McEuen described the current revolution in synthetic biology as "hacking life." Once DNA has been sequenced, scientists can modify it or synthesize it from scratch, producing a life form with a different genome from the original. McEuen offered the light-hearted example of the CalTech scientist who created DNA origami: DNA strands that assembled themselves into happy faces.

But synthetic biology offers huge risks: bioterrorism, political destabilization, ecological catastrophe. As a reference, McEuen noted that in four years of fighting, 16 million people were killed in World War I. It only took months for the 1918 influenza to kill more than 50 million.

Still, the field of synthetic biology could also offer huge benefits, like biofuel from algae and malaria drugs cheap enough to use in the third world. Many large companies are interested in turning DNA into cash, said McEuen, but added that the science is very democratic. "There's a gold rush going on. Do-it-yourself synthetic bio labs are popping up in garages all over."

The very small just may be the solution to the very large energy crisis. In a "solar energy smackdown," McEuen demonstrated that nanotechnology wins over synthetic biology: silicon chips are 10 percent efficient, compared with biofuels, which are 1-2 percent efficient. "And corn to ethanol is only 0.1 percent efficient," he added. "Ethanol is strictly politics, not science."
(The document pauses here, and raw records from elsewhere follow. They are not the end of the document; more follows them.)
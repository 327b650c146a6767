//! Hyperparameter search over the text pipeline.
//!
//! `grid` expands a parameter grid into candidate pipeline configurations,
//! `folds` produces stratified cross-validation splits and `search` runs the
//! exhaustive cross-validated search and refits the winner.
pub mod folds;
pub mod grid;
pub mod search;

pub use folds::StratifiedKFold;
pub use grid::{resolve_candidate, HyperparameterGrid, ParamSet, ParamValue};
pub use search::{CandidateResult, CvResults, GridSearchCv, GridSearchResult};
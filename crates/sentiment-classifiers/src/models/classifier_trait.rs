use crate::error::Result;
use crate::math::CountMatrix;

/// Contract for the `classifier` stage of the text pipeline.
///
/// Labels use the crate convention: 1 for positive reviews, 0 otherwise.
pub trait ClassifierModel: Send + Sync {
    /// Fit the model on a document-term matrix.
    fn fit(&mut self, x: &CountMatrix, y: &[u8]) -> Result<()>;

    /// Predict a label per row.
    fn predict(&self, x: &CountMatrix) -> Result<Vec<u8>>;

    /// Probability of the positive class per row.
    fn predict_proba(&self, x: &CountMatrix) -> Result<Vec<f64>>;

    /// Optional human readable name for the model
    fn name(&self) -> &str { "classifier" }
}
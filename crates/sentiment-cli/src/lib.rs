//! Command line plumbing for the `sentiment` binary: argument parsing, JSON
//! config loading with flag overrides, and result output.
pub mod train;
pub mod util;

use std::path::PathBuf;

use clap::{Arg, ArgAction, Command, ValueHint};

/// The `sentiment` command tree.
pub fn build_cli() -> Command {
    Command::new("sentiment")
        .version(clap::crate_version!())
        .author("Justin Sing <justincsing@gmail.com>")
        .about("Review sentiment training job: bag-of-words + naive Bayes with cross-validated grid search")
        .subcommand_required(true)
        .arg_required_else_help(true)
        .subcommand(
            Command::new("train")
                .about("Load reviews, grid-search the text pipeline and report train/test F1")
                .arg(
                    Arg::new("config")
                        .help("Path to a JSON workflow configuration file")
                        .required(false)
                        .value_parser(clap::value_parser!(PathBuf))
                        .value_hint(ValueHint::FilePath),
                )
                .arg(
                    Arg::new("data")
                        .short('d')
                        .long("data")
                        .value_parser(clap::builder::NonEmptyStringValueParser::new())
                        .help(
                            "Path to the review table (*.csv or *.tsv). Overrides the data \
                             file specified in the configuration file.",
                        )
                        .value_hint(ValueHint::FilePath),
                )
                .arg(
                    Arg::new("cache_dir")
                        .long("cache-dir")
                        .help("Directory for the vectorization cache.")
                        .value_parser(clap::value_parser!(PathBuf))
                        .value_hint(ValueHint::DirPath),
                )
                .arg(
                    Arg::new("no_cache")
                        .long("no-cache")
                        .help("Disable the vectorization cache.")
                        .action(ArgAction::SetTrue)
                        .conflicts_with("cache_dir"),
                )
                .arg(
                    Arg::new("trace_output")
                        .short('o')
                        .long("trace-output")
                        .help("Write the grid search trace and scores to this JSON file.")
                        .value_parser(clap::value_parser!(PathBuf))
                        .value_hint(ValueHint::FilePath),
                )
                .arg(
                    Arg::new("test_size")
                        .long("test-size")
                        .help("Fraction of rows held out for testing.")
                        .value_parser(clap::value_parser!(f64)),
                )
                .arg(
                    Arg::new("seed")
                        .long("seed")
                        .help("Random seed for the train/test shuffle.")
                        .value_parser(clap::value_parser!(u64)),
                )
                .arg(
                    Arg::new("cv")
                        .long("cv")
                        .help("Number of stratified cross-validation folds.")
                        .value_parser(clap::value_parser!(usize)),
                ),
        )
        .subcommand(
            Command::new("clear-cache")
                .about("Delete every entry of the vectorization cache")
                .arg(
                    Arg::new("cache_dir")
                        .long("cache-dir")
                        .help("Cache directory to clear.")
                        .default_value(".cache")
                        .value_parser(clap::value_parser!(PathBuf))
                        .value_hint(ValueHint::DirPath),
                ),
        )
        .help_template(
            "{usage-heading} {usage}\n\n\
             {about-with-newline}\n\
             Written by {author-with-newline}Version {version}\n\n\
             {all-args}{after-help}",
        )
}
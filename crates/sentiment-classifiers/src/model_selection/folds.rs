use crate::error::{PipelineError, Result};

/// Stratified k-fold splitter without shuffling.
///
/// Rows of each class are dealt to folds in order so every fold keeps roughly
/// the overall class balance. The allocation matches scikit-learn's
/// `StratifiedKFold(shuffle=False)`.
#[derive(Debug, Clone, Copy)]
pub struct StratifiedKFold {
    n_splits: usize,
}

impl StratifiedKFold {
    pub fn new(n_splits: usize) -> Result<Self> {
        if n_splits < 2 {
            return Err(PipelineError::value(format!(
                "k-fold cross-validation requires at least 2 splits, got {}",
                n_splits
            )));
        }
        Ok(Self { n_splits })
    }

    pub fn n_splits(&self) -> usize {
        self.n_splits
    }

    /// `(train_indices, test_indices)` per fold, both ascending.
    pub fn split(&self, y: &[u8]) -> Result<Vec<(Vec<usize>, Vec<usize>)>> {
        let n_samples = y.len();
        if self.n_splits > n_samples {
            return Err(PipelineError::value(format!(
                "Cannot have number of splits n_splits={} greater than the number of samples: n_samples={}",
                self.n_splits, n_samples
            )));
        }

        // classes encoded by order of first appearance
        let mut classes: Vec<u8> = Vec::new();
        let encoded: Vec<usize> = y
            .iter()
            .map(|label| match classes.iter().position(|c| c == label) {
                Some(idx) => idx,
                None => {
                    classes.push(*label);
                    classes.len() - 1
                }
            })
            .collect();
        let n_classes = classes.len();

        let mut class_counts = vec![0usize; n_classes];
        for &k in &encoded {
            class_counts[k] += 1;
        }
        if class_counts.iter().all(|&count| self.n_splits > count) {
            return Err(PipelineError::value(format!(
                "n_splits={} cannot be greater than the number of members in each class",
                self.n_splits
            )));
        }
        if let Some(&min_count) = class_counts.iter().min() {
            if self.n_splits > min_count {
                log::warn!(
                    "The least populated class has only {} members, which is less than n_splits={}",
                    min_count,
                    self.n_splits
                );
            }
        }

        // allocation[fold][class]: how many of each class every fold receives
        let mut sorted = encoded.clone();
        sorted.sort_unstable();
        let mut allocation = vec![vec![0usize; n_classes]; self.n_splits];
        for (i, &k) in sorted.iter().enumerate() {
            allocation[i % self.n_splits][k] += 1;
        }

        let mut test_fold = vec![0usize; n_samples];
        for k in 0..n_classes {
            let folds_for_class: Vec<usize> = (0..self.n_splits)
                .flat_map(|fold| std::iter::repeat(fold).take(allocation[fold][k]))
                .collect();
            let members = (0..n_samples).filter(|&i| encoded[i] == k);
            for (idx, fold) in members.zip(folds_for_class) {
                test_fold[idx] = fold;
            }
        }

        Ok((0..self.n_splits)
            .map(|fold| {
                let (test, train): (Vec<usize>, Vec<usize>) =
                    (0..n_samples).partition(|&i| test_fold[i] == fold);
                (train, test)
            })
            .collect())
    }
}
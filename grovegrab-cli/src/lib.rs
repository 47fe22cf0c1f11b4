pub mod config;
pub mod render;

use anyhow::Result;
use clap::{Parser, Subcommand};
use config::Settings;
use grovegrab_core::{
    HttpTaskSource, LoadPhase, Snapshot, TaskTracker, TrackerEvent, types::ConfigUpdate,
};
use std::{path::PathBuf, sync::Arc};
use tokio::sync::mpsc;

#[derive(Debug, Parser)]
#[command(name = "grovegrab", version, about = "Track and control Spotify downloads")]
pub struct Args {
    /// Backend base URL, overrides the settings file
    #[arg(long, env = "GROVEGRAB_SERVER", global = true)]
    pub server: Option<String>,

    /// Settings file location
    #[arg(long, env = "GROVEGRAB_SETTINGS", global = true)]
    pub settings: Option<PathBuf>,

    /// Poll interval in milliseconds, overrides the settings file
    #[arg(long, global = true)]
    pub interval_ms: Option<u64>,

    #[command(subcommand)]
    pub command: Command,
}

#[derive(Debug, Subcommand)]
pub enum Command {
    /// Follow the task list until interrupted
    Watch {
        /// Show per-track detail
        #[arg(long)]
        tracks: bool,
    },
    /// Print the current task list
    Tasks {
        /// Show per-track detail
        #[arg(long)]
        tracks: bool,
    },
    /// Print a single task with its tracks
    Show { id: String },
    /// Print downloaded, downloading, pending and failed songs
    Songs,
    /// Start a download
    Add {
        url: String,
        /// Target directory, defaults to the server's
        #[arg(long)]
        path: Option<String>,
    },
    /// Fetch metadata for a URL without downloading
    Preload { url: String },
    /// Retry a failed task
    Retry { id: String },
    /// Cancel a running task
    Cancel { id: String },
    /// Remove a finished task
    Delete { id: String },
    /// Print the full log of a task
    Logs { id: String },
    /// Check a URL with the server
    Validate { url: String },
    /// Show or change the server configuration
    Config {
        #[command(subcommand)]
        action: ConfigAction,
    },
    /// Check that the server is up
    Health,
    /// Write the local settings file
    Init,
}

#[derive(Debug, Subcommand)]
pub enum ConfigAction {
    Show,
    Set {
        #[arg(long)]
        client_id: String,
        #[arg(long)]
        client_secret: String,
        #[arg(long)]
        redirect_uri: Option<String>,
        #[arg(long)]
        download_path: Option<String>,
        #[arg(long)]
        audio_format: Option<String>,
        #[arg(long)]
        audio_quality: Option<String>,
    },
}

async fn settings(args: &Args) -> Result<(Settings, PathBuf)> {
    let path = args.settings.clone().unwrap_or_else(Settings::default_path);
    let mut settings = Settings::load(&path).await?;
    if let Some(server) = &args.server {
        settings.server_url = server.clone();
    }
    if let Some(interval) = args.interval_ms {
        settings.poll_interval_ms = interval;
    }
    settings.validate()?;
    Ok((settings, path))
}

pub async fn run(args: Args) -> Result<()> {
    let (settings, path) = settings(&args).await?;

    if let Command::Init = args.command {
        settings.save(&path).await?;
        println!("Settings written to {}", path.display());
        return Ok(());
    }

    let source = HttpTaskSource::with_config(settings.client_config())?;
    let (tracker, events) = TaskTracker::new(Arc::new(source), settings.tracker_config());
    tracing::debug!(server = %settings.server_url, "tracker created");

    match args.command {
        Command::Watch { tracks } => watch(&tracker, events, tracks).await?,
        Command::Tasks { tracks } => {
            tracker.reload().await?;
            print!("{}", render::tasks(&tracker.snapshot().tasks, tracks));
        }
        Command::Show { id } => {
            let task = tracker.get_task(&id).await?;
            print!("{}", render::task(&task, true));
        }
        Command::Songs => {
            tracker.reload().await?;
            print!("{}", render::songs(&tracker.snapshot().song_list()));
        }
        Command::Add { url, path } => {
            tracker.load_config().await?;
            let started = tracker.start_download(&url, path.as_deref()).await?;
            println!("Started task {}", started.task_id);
        }
        Command::Preload { url } => {
            let started = tracker.preload(&url).await?;
            println!("Started preload {}", started.task_id);
        }
        Command::Retry { id } => {
            tracker.reload().await?;
            tracker.retry(&id).await?;
            println!("Retrying {id}");
        }
        Command::Cancel { id } => {
            tracker.reload().await?;
            tracker.cancel(&id).await?;
            println!("Cancelled {id}");
        }
        Command::Delete { id } => {
            tracker.reload().await?;
            tracker.delete(&id).await?;
            println!("Deleted {id}");
        }
        Command::Logs { id } => {
            for line in tracker.get_logs(&id).await? {
                println!("{line}");
            }
        }
        Command::Validate { url } => {
            let info = tracker.validate_url(&url).await?;
            println!("{} {} ({})", info.kind, info.id, info.url);
        }
        Command::Config { action } => config(&tracker, action).await?,
        Command::Health => {
            let health = tracker.health().await?;
            match health.timestamp {
                Some(timestamp) => println!("{} at {timestamp}", health.status),
                None => println!("{}", health.status),
            }
        }
        Command::Init => unreachable!("handled before the tracker is built"),
    }

    tracker.stop();
    Ok(())
}

async fn config(tracker: &TaskTracker, action: ConfigAction) -> Result<()> {
    let config = match action {
        ConfigAction::Show => tracker.load_config().await?,
        ConfigAction::Set {
            client_id,
            client_secret,
            redirect_uri,
            download_path,
            audio_format,
            audio_quality,
        } => {
            let defaults = ConfigUpdate::default();
            let update = ConfigUpdate {
                client_id,
                client_secret,
                redirect_uri: redirect_uri.unwrap_or(defaults.redirect_uri),
                download_path,
                audio_format: audio_format.unwrap_or(defaults.audio_format),
                audio_quality: audio_quality.unwrap_or(defaults.audio_quality),
            };
            tracker.update_config(&update).await?
        }
    };

    let credentials = if config.has_credentials {
        "configured"
    } else {
        "missing"
    };
    println!("credentials:   {credentials}");
    println!("download path: {}", config.default_download_path);
    println!("format:        {} {}", config.audio_format, config.audio_quality);
    Ok(())
}

fn print_snapshot(snapshot: &Snapshot, tracks: bool) {
    match &snapshot.phase {
        LoadPhase::Loading => println!("Loading tasks..."),
        LoadPhase::Failed { message } => {
            println!("Failed to load tasks: {message}");
            println!("Retrying on the next poll");
        }
        LoadPhase::Ready => {
            print!("{}", render::tasks(&snapshot.tasks, tracks));
            print!("{}", render::songs(&snapshot.song_list()));
        }
    }
}

async fn watch(
    tracker: &TaskTracker,
    mut events: mpsc::Receiver<TrackerEvent>,
    tracks: bool,
) -> Result<()> {
    let mut snapshots = tracker.subscribe();
    let poller = tracker.start();

    loop {
        tokio::select! {
            changed = snapshots.changed() => {
                if changed.is_err() {
                    break;
                }
                let snapshot = snapshots.borrow_and_update().clone();
                print_snapshot(&snapshot, tracks);
            }
            Some(event) = events.recv() => {
                tracing::info!("{}", render::event(&event));
            }
            _ = tokio::signal::ctrl_c() => {
                tracing::info!("interrupted, stopping");
                break;
            }
        }
    }

    poller.stop();
    Ok(())
}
But while we wait for nanotechnology to provide solutions, McEuen concluded, "We could reduce our energy needs by a factor of two just by making minimal lifestyle adjustments." If everyone switched from the 5 percent efficiency of incandescent light bulbs to the 50 percent efficiency of LEDs, for example, the energy saved would approximate the annual energy production of 50 nuclear reactors.

How many people does it take to change a light bulb? McEuen asked. "It takes all of you."

Linda B. Glaser is staff writer for the College of Arts and Sciences.